#### Work item:
Pull every line from the records that has the word "Result" in it.

#### Task material:
##########

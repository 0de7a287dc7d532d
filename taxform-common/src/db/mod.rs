//! Database access layer
//!
//! Owns pool creation and schema initialization. The uniqueness invariant on
//! `(employee_id, calendar_year)` is enforced here as a UNIQUE constraint;
//! the service-level duplicate check is only a fast path that produces a
//! friendlier message before the constraint would fire.

use anyhow::{Context, Result};
use sqlx::SqlitePool;
use std::path::Path;

mod models;
pub use models::{ErrorLogEntry, TaxFormRecord, TransactionLogEntry};

/// Connect to the database file, creating it if missing
pub async fn connect(db_path: &Path) -> Result<SqlitePool> {
    if let Some(parent) = db_path.parent() {
        std::fs::create_dir_all(parent)
            .with_context(|| format!("Failed to create {}", parent.display()))?;
    }

    // mode=rwc: create the database file on first startup
    let db_url = format!("sqlite://{}?mode=rwc", db_path.display());

    let pool = SqlitePool::connect(&db_url)
        .await
        .context("Failed to connect to database")?;

    Ok(pool)
}

/// Connect to a fresh in-memory database (tests).
///
/// Capped at one connection: every pooled connection would otherwise open
/// its own private `:memory:` database.
pub async fn connect_memory() -> Result<SqlitePool> {
    let pool = sqlx::sqlite::SqlitePoolOptions::new()
        .max_connections(1)
        .connect("sqlite::memory:")
        .await
        .context("Failed to open in-memory database")?;
    Ok(pool)
}

/// Create tables if they do not exist yet.
///
/// Idempotent; run at every startup.
pub async fn init_schema(pool: &SqlitePool) -> Result<()> {
    sqlx::query(
        r#"
        CREATE TABLE IF NOT EXISTS tax_forms (
            employee_id                             INTEGER NOT NULL,
            calendar_year                           INTEGER NOT NULL,
            employee_name                           TEXT NOT NULL,
            company                                 TEXT NOT NULL,
            department                              TEXT NOT NULL,
            date                                    TEXT NOT NULL,
            status                                  INTEGER NOT NULL,
            status_desc                             TEXT,
            child_allowance                         INTEGER,
            amt_child_allowance                     REAL,
            child_in_after_2018                     INTEGER,
            amt_child_in_after_2018                 REAL,
            parental_care_taxpayer_father           INTEGER,
            amt_parental_care_taxpayer_father       REAL,
            parental_care_taxpayer_mother           INTEGER,
            amt_parental_care_taxpayer_mother       REAL,
            parental_care_spouse_father             INTEGER,
            amt_parental_care_spouse_father         REAL,
            parental_care_spouse_mother             INTEGER,
            amt_parental_care_spouse_mother         REAL,
            disabled_person_support                 INTEGER,
            amt_disabled_person_support             REAL,
            health_insurance_taxpayer_father        REAL,
            health_insurance_taxpayer_mother        REAL,
            health_insurance_taxpayer_spouse_father REAL,
            health_insurance_taxpayer_spouse_mother REAL,
            life_insurance_paid                     REAL,
            pension_insurance_paid                  REAL,
            rmf                                     REAL,
            ssf                                     REAL,
            interest_pd_on_loan_purchase            REAL,
            donation_supporting_educ_sports         REAL,
            other_donation                          REAL,
            health_insurance_taxpayer               REAL,
            taxable_income_earned_prev_comp         REAL,
            withholding_tax_prev_comp               REAL,
            ss_prev_comp                            REAL,
            pf_prev_comp                            REAL,
            created_by                              TEXT,
            created_datetime                        TEXT,
            updated_by                              TEXT,
            updated_datetime                        TEXT,
            UNIQUE (employee_id, calendar_year)
        )
        "#,
    )
    .execute(pool)
    .await
    .context("Failed to create tax_forms table")?;

    sqlx::query(
        r#"
        CREATE TABLE IF NOT EXISTS transaction_log (
            id        INTEGER PRIMARY KEY AUTOINCREMENT,
            action    TEXT NOT NULL,
            subject   TEXT NOT NULL,
            logged_at TEXT NOT NULL
        )
        "#,
    )
    .execute(pool)
    .await
    .context("Failed to create transaction_log table")?;

    sqlx::query(
        r#"
        CREATE TABLE IF NOT EXISTS error_log (
            id        INTEGER PRIMARY KEY AUTOINCREMENT,
            message   TEXT NOT NULL,
            subject   TEXT NOT NULL,
            logged_at TEXT NOT NULL
        )
        "#,
    )
    .execute(pool)
    .await
    .context("Failed to create error_log table")?;

    Ok(())
}
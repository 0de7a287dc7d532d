//! Integration tests for taxform-api endpoints
//!
//! Tests cover:
//! - Health endpoint
//! - List endpoint with filters and pagination
//! - Create pipeline: schema rejection, model rejection, duplicate
//!   rejection, success path and persistence
//! - Update pipeline (no duplicate check)
//! - Report endpoint content-type/filename decision rule

use axum::{
    body::Body,
    http::{header, Request, StatusCode},
};
use serde_json::{json, Value};
use std::io::Cursor;
use tower::util::ServiceExt; // for `oneshot` method
use taxform_api::{build_router, AppState};
use taxform_common::db::{connect_memory, init_schema};

/// Test helper: Create app over a fresh in-memory database
async fn setup_app() -> axum::Router {
    let pool = connect_memory().await.expect("in-memory pool");
    init_schema(&pool).await.expect("schema init");
    build_router(AppState::new(pool, 100))
}

/// Test helper: GET request with empty body
fn get(uri: &str) -> Request<Body> {
    Request::builder()
        .method("GET")
        .uri(uri)
        .body(Body::empty())
        .unwrap()
}

/// Test helper: JSON request with body
fn json_request(method: &str, uri: &str, body: &Value) -> Request<Body> {
    Request::builder()
        .method(method)
        .uri(uri)
        .header(header::CONTENT_TYPE, "application/json")
        .body(Body::from(serde_json::to_vec(body).unwrap()))
        .unwrap()
}

/// Test helper: Extract JSON body from response
async fn extract_json(body: Body) -> Value {
    let bytes = axum::body::to_bytes(body, usize::MAX)
        .await
        .expect("Should read body");
    serde_json::from_slice(&bytes).expect("Should parse JSON")
}

/// Test helper: Extract raw bytes from response
async fn extract_bytes(body: Body) -> Vec<u8> {
    axum::body::to_bytes(body, usize::MAX)
        .await
        .expect("Should read body")
        .to_vec()
}

fn tax_form_body(employee_id: i64, year: i64) -> Value {
    json!({
        "employeeId": employee_id,
        "calendarYear": year,
        "employeeName": format!("Employee {}", employee_id),
        "company": "Acme",
        "department": "Payroll",
        "date": "2024-02-15",
        "status": 1
    })
}

// =============================================================================
// Health Endpoint Tests
// =============================================================================

#[tokio::test]
async fn test_health_endpoint() {
    let app = setup_app().await;

    let response = app.oneshot(get("/health")).await.unwrap();
    assert_eq!(response.status(), StatusCode::OK);

    let body = extract_json(response.into_body()).await;
    assert_eq!(body["status"], "ok");
    assert_eq!(body["module"], "taxform-api");
    assert!(body["version"].is_string());
}

// =============================================================================
// Create Pipeline Tests
// =============================================================================

#[tokio::test]
async fn test_create_returns_201_with_resolved_status() {
    let app = setup_app().await;

    let response = app
        .oneshot(json_request("POST", "/tax-forms", &tax_form_body(1, 2024)))
        .await
        .unwrap();
    assert_eq!(response.status(), StatusCode::CREATED);

    let body = extract_json(response.into_body()).await;
    assert_eq!(body["employeeId"], 1);
    assert_eq!(body["statusDesc"], "Single");
}

#[tokio::test]
async fn test_create_with_wrong_field_type_lists_that_field_and_persists_nothing() {
    let app = setup_app().await;

    let mut body = tax_form_body(2, 2024);
    body["employeeId"] = json!("two");

    let response = app
        .clone()
        .oneshot(json_request("POST", "/tax-forms", &body))
        .await
        .unwrap();
    assert_eq!(response.status(), StatusCode::BAD_REQUEST);

    let errors = extract_json(response.into_body()).await;
    let issues = errors["errors"].as_array().expect("errors array");
    assert!(
        issues.iter().any(|i| i["path"] == "/employeeId"),
        "expected /employeeId issue, got {:?}",
        issues
    );

    let response = app.oneshot(get("/tax-forms")).await.unwrap();
    let records = extract_json(response.into_body()).await;
    assert_eq!(records.as_array().unwrap().len(), 0);
}

#[tokio::test]
async fn test_create_missing_required_field_is_rejected() {
    let app = setup_app().await;

    let mut body = tax_form_body(3, 2024);
    body.as_object_mut().unwrap().remove("company");

    let response = app
        .oneshot(json_request("POST", "/tax-forms", &body))
        .await
        .unwrap();
    assert_eq!(response.status(), StatusCode::BAD_REQUEST);
}

#[tokio::test]
async fn test_create_semantic_failure_joins_messages() {
    let app = setup_app().await;

    let mut body = tax_form_body(4, 2024);
    body["calendarYear"] = json!(1800);
    body["date"] = json!("February");

    let response = app
        .oneshot(json_request("POST", "/tax-forms", &body))
        .await
        .unwrap();
    assert_eq!(response.status(), StatusCode::BAD_REQUEST);

    let errors = extract_json(response.into_body()).await;
    let joined = errors["errors"].as_str().expect("joined message string");
    assert!(joined.contains("calendarYear"));
    assert!(joined.contains("date"));
}

#[tokio::test]
async fn test_duplicate_create_rejected_with_conflict_message() {
    let app = setup_app().await;

    let response = app
        .clone()
        .oneshot(json_request("POST", "/tax-forms", &tax_form_body(5, 2024)))
        .await
        .unwrap();
    assert_eq!(response.status(), StatusCode::CREATED);

    let response = app
        .clone()
        .oneshot(json_request("POST", "/tax-forms", &tax_form_body(5, 2024)))
        .await
        .unwrap();
    assert_eq!(response.status(), StatusCode::BAD_REQUEST);

    let errors = extract_json(response.into_body()).await;
    assert_eq!(
        errors["errors"],
        "Employee has already registered for the current year."
    );

    let response = app.oneshot(get("/tax-forms")).await.unwrap();
    let records = extract_json(response.into_body()).await;
    assert_eq!(records.as_array().unwrap().len(), 1);
}

// =============================================================================
// Update Pipeline Tests
// =============================================================================

#[tokio::test]
async fn test_update_returns_200_and_rewrites_record() {
    let app = setup_app().await;

    app.clone()
        .oneshot(json_request("POST", "/tax-forms", &tax_form_body(6, 2024)))
        .await
        .unwrap();

    let mut body = tax_form_body(6, 2024);
    body["status"] = json!(4);
    body["department"] = json!("Finance");

    let response = app
        .clone()
        .oneshot(json_request("PUT", "/tax-forms", &body))
        .await
        .unwrap();
    assert_eq!(response.status(), StatusCode::OK);

    let updated = extract_json(response.into_body()).await;
    assert_eq!(updated["statusDesc"], "Deceased");

    let response = app.oneshot(get("/tax-forms?employeeId=6")).await.unwrap();
    let records = extract_json(response.into_body()).await;
    assert_eq!(records[0]["department"], "Finance");
}

#[tokio::test]
async fn test_update_has_no_duplicate_check() {
    let app = setup_app().await;

    app.clone()
        .oneshot(json_request("POST", "/tax-forms", &tax_form_body(7, 2024)))
        .await
        .unwrap();

    // Updating the same (employee, year) twice is fine
    for _ in 0..2 {
        let response = app
            .clone()
            .oneshot(json_request("PUT", "/tax-forms", &tax_form_body(7, 2024)))
            .await
            .unwrap();
        assert_eq!(response.status(), StatusCode::OK);
    }
}

// =============================================================================
// List Endpoint Tests
// =============================================================================

#[tokio::test]
async fn test_list_filters_and_pagination() {
    let app = setup_app().await;

    for id in 1..=3 {
        app.clone()
            .oneshot(json_request("POST", "/tax-forms", &tax_form_body(id, 2024)))
            .await
            .unwrap();
    }
    app.clone()
        .oneshot(json_request("POST", "/tax-forms", &tax_form_body(1, 2023)))
        .await
        .unwrap();

    let response = app.clone().oneshot(get("/tax-forms?year=2024")).await.unwrap();
    let records = extract_json(response.into_body()).await;
    assert_eq!(records.as_array().unwrap().len(), 3);

    let response = app
        .clone()
        .oneshot(get("/tax-forms?employeeId=1"))
        .await
        .unwrap();
    let records = extract_json(response.into_body()).await;
    assert_eq!(records.as_array().unwrap().len(), 2);

    let response = app
        .clone()
        .oneshot(get("/tax-forms?year=2024&pageNumber=2&pageSize=2"))
        .await
        .unwrap();
    let records = extract_json(response.into_body()).await;
    assert_eq!(records.as_array().unwrap().len(), 1);

    let response = app
        .oneshot(get("/tax-forms?startDate=2024-01-01&endDate=2024-12-31"))
        .await
        .unwrap();
    let records = extract_json(response.into_body()).await;
    assert_eq!(records.as_array().unwrap().len(), 4);
}

// =============================================================================
// Report Endpoint Tests
// =============================================================================

#[tokio::test]
async fn test_report_single_employee_match_is_pdf_with_filename() {
    let app = setup_app().await;

    app.clone()
        .oneshot(json_request("POST", "/tax-forms", &tax_form_body(8, 2024)))
        .await
        .unwrap();

    let response = app
        .oneshot(get("/tax-forms/report?employeeId=8"))
        .await
        .unwrap();
    assert_eq!(response.status(), StatusCode::OK);
    assert_eq!(
        response.headers().get(header::CONTENT_TYPE).unwrap(),
        "application/pdf"
    );
    assert_eq!(
        response.headers().get(header::CONTENT_DISPOSITION).unwrap(),
        "attachment; filename=\"TaxForm_8.pdf\""
    );

    let bytes = extract_bytes(response.into_body()).await;
    assert!(bytes.starts_with(b"%PDF"));
}

#[tokio::test]
async fn test_report_without_employee_filter_is_zip_with_one_entry_per_record() {
    let app = setup_app().await;

    for id in [3, 9] {
        app.clone()
            .oneshot(json_request("POST", "/tax-forms", &tax_form_body(id, 2024)))
            .await
            .unwrap();
    }

    let response = app.oneshot(get("/tax-forms/report")).await.unwrap();
    assert_eq!(response.status(), StatusCode::OK);
    assert_eq!(
        response.headers().get(header::CONTENT_TYPE).unwrap(),
        "application/zip"
    );
    assert_eq!(
        response.headers().get(header::CONTENT_DISPOSITION).unwrap(),
        "attachment; filename=\"TaxFormFormReport.zip\""
    );

    let bytes = extract_bytes(response.into_body()).await;
    let archive = zip::ZipArchive::new(Cursor::new(bytes)).expect("valid zip");
    let names: Vec<&str> = archive.file_names().collect();
    assert_eq!(names, vec!["TaxForm_3.pdf", "TaxForm_9.pdf"]);
}

#[tokio::test]
async fn test_report_with_no_matches_is_valid_empty_zip() {
    let app = setup_app().await;

    let response = app.oneshot(get("/tax-forms/report")).await.unwrap();
    assert_eq!(response.status(), StatusCode::OK);
    assert_eq!(
        response.headers().get(header::CONTENT_TYPE).unwrap(),
        "application/zip"
    );

    let bytes = extract_bytes(response.into_body()).await;
    let archive = zip::ZipArchive::new(Cursor::new(bytes)).expect("valid zip");
    assert_eq!(archive.len(), 0);
}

##########

#### Worked solution:
use anyhow::{Context, Result};
pub async fn connect(db_path: &Path) -> Result<SqlitePool> {
pub async fn connect_memory() -> Result<SqlitePool> {
pub async fn init_schema(pool: &SqlitePool) -> Result<()> {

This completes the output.